Inverse Hall–Petch relationship in nanocrystalline tantalum

Tantalum polycrystals (grain sizes varying from 2.5 to 30 nm) generated by Voronoi tessellation were subjected to tension and compression under uniaxial strain loading at strain rates on the order of 108–109 s−1 using molecular dynamics (MD) simulations. In contrast with MD simulations of FCC metals, the response in tension is significantly different from that in compression. In tension, fracture is initiated at grain boundaries perpendicular to the loading direction. It propagates along grain boundaries with limited plastic deformation, at a stress in the range 10–14 GPa. This brittle intergranular failure is a consequence of the high strain rate imposed by MD, leading to a stress that exceeds the grain-boundary cohesive strength. Thus, grain-boundary separation is the principal failure mechanism. In compression, on the other hand, there is considerable plastic deformation within the grains. This occurs at stresses higher than failure in tension. The difference between tensile and compressive response for tantalum is attributed to the difficulty in generating dislocations, in contrast with FCC metals, where tensile failure occurs by void nucleation at grain boundaries associated with partial and perfect dislocation emission.

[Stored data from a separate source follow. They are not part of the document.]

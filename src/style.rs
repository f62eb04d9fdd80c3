//! Inline style declarations.
//!
//! Inline style is stored in the element's `style` attribute. [`Declarations`]
//! parses that attribute into ordered `property: value` pairs, applies edits and
//! serializes it back. `style` and `style_js` share [`apply`]; they differ only
//! in the [`KeyCase`] used to turn a caller's key into a property name.

use crate::dom::{self, NodeRef};

/// Key naming convention for style maps.
#[derive(Debug, Clone, Copy, PartialEq, Eq)]
pub enum KeyCase {
    /// CSS property names, e.g. `background-color`.
    Dashed,
    /// Script-style property names, e.g. `backgroundColor`.
    Camel,
}

impl KeyCase {
    /// Translate a key to its CSS property name.
    #[must_use]
    pub fn property_name(self, key: &str) -> String {
        match self {
            Self::Dashed => key.trim().to_ascii_lowercase(),
            Self::Camel => camel_to_dashed(key.trim()),
        }
    }
}

/// Convert a camelCase style key to a dashed CSS property name.
///
/// `cssFloat` maps to `float`, vendor prefixes gain a leading dash
/// (`webkitTransform` → `-webkit-transform`) and keys that already contain a
/// dash are taken as written.
#[must_use]
pub fn camel_to_dashed(key: &str) -> String {
    if key.contains('-') {
        return key.to_ascii_lowercase();
    }
    if key == "cssFloat" {
        return "float".to_string();
    }

    let mut out = String::with_capacity(key.len() + 4);
    for (i, c) in key.chars().enumerate() {
        if c.is_ascii_uppercase() {
            if i > 0 {
                out.push('-');
            }
            out.push(c.to_ascii_lowercase());
        } else {
            out.push(c);
        }
    }

    const VENDOR_PREFIXES: &[&str] = &["webkit-", "moz-", "ms-", "o-"];
    if VENDOR_PREFIXES.iter().any(|p| out.starts_with(p)) {
        out.insert(0, '-');
    }
    out
}

/// Ordered inline style declarations.
#[derive(Debug, Clone, Default, PartialEq, Eq)]
pub struct Declarations {
    entries: Vec<(String, String)>,
}

impl Declarations {
    /// Parse a `style` attribute value. Malformed declarations are skipped.
    #[must_use]
    pub fn parse(text: &str) -> Self {
        let mut decls = Self::default();
        for part in text.split(';') {
            let Some((name, value)) = part.split_once(':') else {
                continue;
            };
            let name = name.trim().to_ascii_lowercase();
            let value = value.trim();
            if !name.is_empty() && !value.is_empty() {
                decls.set(&name, value);
            }
        }
        decls
    }

    /// Read the declarations of an element.
    #[must_use]
    pub fn of(node: &NodeRef) -> Self {
        dom::get_attribute(node, "style")
            .map(|s| Self::parse(&s))
            .unwrap_or_default()
    }

    /// Value of a property, if declared.
    #[must_use]
    pub fn get(&self, name: &str) -> Option<&str> {
        self.entries
            .iter()
            .find(|(n, _)| n == name)
            .map(|(_, v)| v.as_str())
    }

    /// Set a property, keeping its position if already declared.
    pub fn set(&mut self, name: &str, value: &str) {
        match self.entries.iter_mut().find(|(n, _)| n == name) {
            Some(entry) => entry.1 = value.to_string(),
            None => self.entries.push((name.to_string(), value.to_string())),
        }
    }

    /// Drop a property.
    pub fn remove(&mut self, name: &str) {
        self.entries.retain(|(n, _)| n != name);
    }

    /// Number of declared properties.
    #[must_use]
    pub fn len(&self) -> usize {
        self.entries.len()
    }

    /// Whether nothing is declared.
    #[must_use]
    pub fn is_empty(&self) -> bool {
        self.entries.is_empty()
    }

    /// Serialize as `name: value;` pairs separated by spaces.
    #[must_use]
    pub fn to_css(&self) -> String {
        self.entries
            .iter()
            .map(|(n, v)| format!("{n}: {v};"))
            .collect::<Vec<_>>()
            .join(" ")
    }

    /// Write back to an element, removing the attribute when empty.
    pub fn write_to(&self, node: &NodeRef) {
        if self.is_empty() {
            dom::remove_attribute(node, "style");
        } else {
            dom::set_attribute(node, "style", &self.to_css());
        }
    }
}

/// Apply a style map to an element. `None` or an empty value clears the
/// property; anything else sets it.
pub fn apply<I, K, V>(node: &NodeRef, case: KeyCase, map: I)
where
    I: IntoIterator<Item = (K, Option<V>)>,
    K: AsRef<str>,
    V: AsRef<str>,
{
    let mut decls = Declarations::of(node);
    for (key, value) in map {
        let name = case.property_name(key.as_ref());
        if name.is_empty() {
            continue;
        }
        match value.as_ref().map(|v| v.as_ref().trim()) {
            Some(v) if !v.is_empty() => decls.set(&name, v),
            _ => decls.remove(&name),
        }
    }
    decls.write_to(node);
}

In BCC tantalum, both grain-boundary sliding and dislocation emission are much more difficult. mpressive yield stress is found to increase with grain size in the 2.5 nm<d <30 nm region. This inverse Hall–Petch relationship is analyzed in terms of the contributions of dislocation motion and grain-boundary shear to plastic deformation. As the grain size is increased the contribution of grain-boundary sliding is decreased and plastic strain is accommodated by dislocation and motion. In tensile deformation, on the other hand, this behavior is not observed.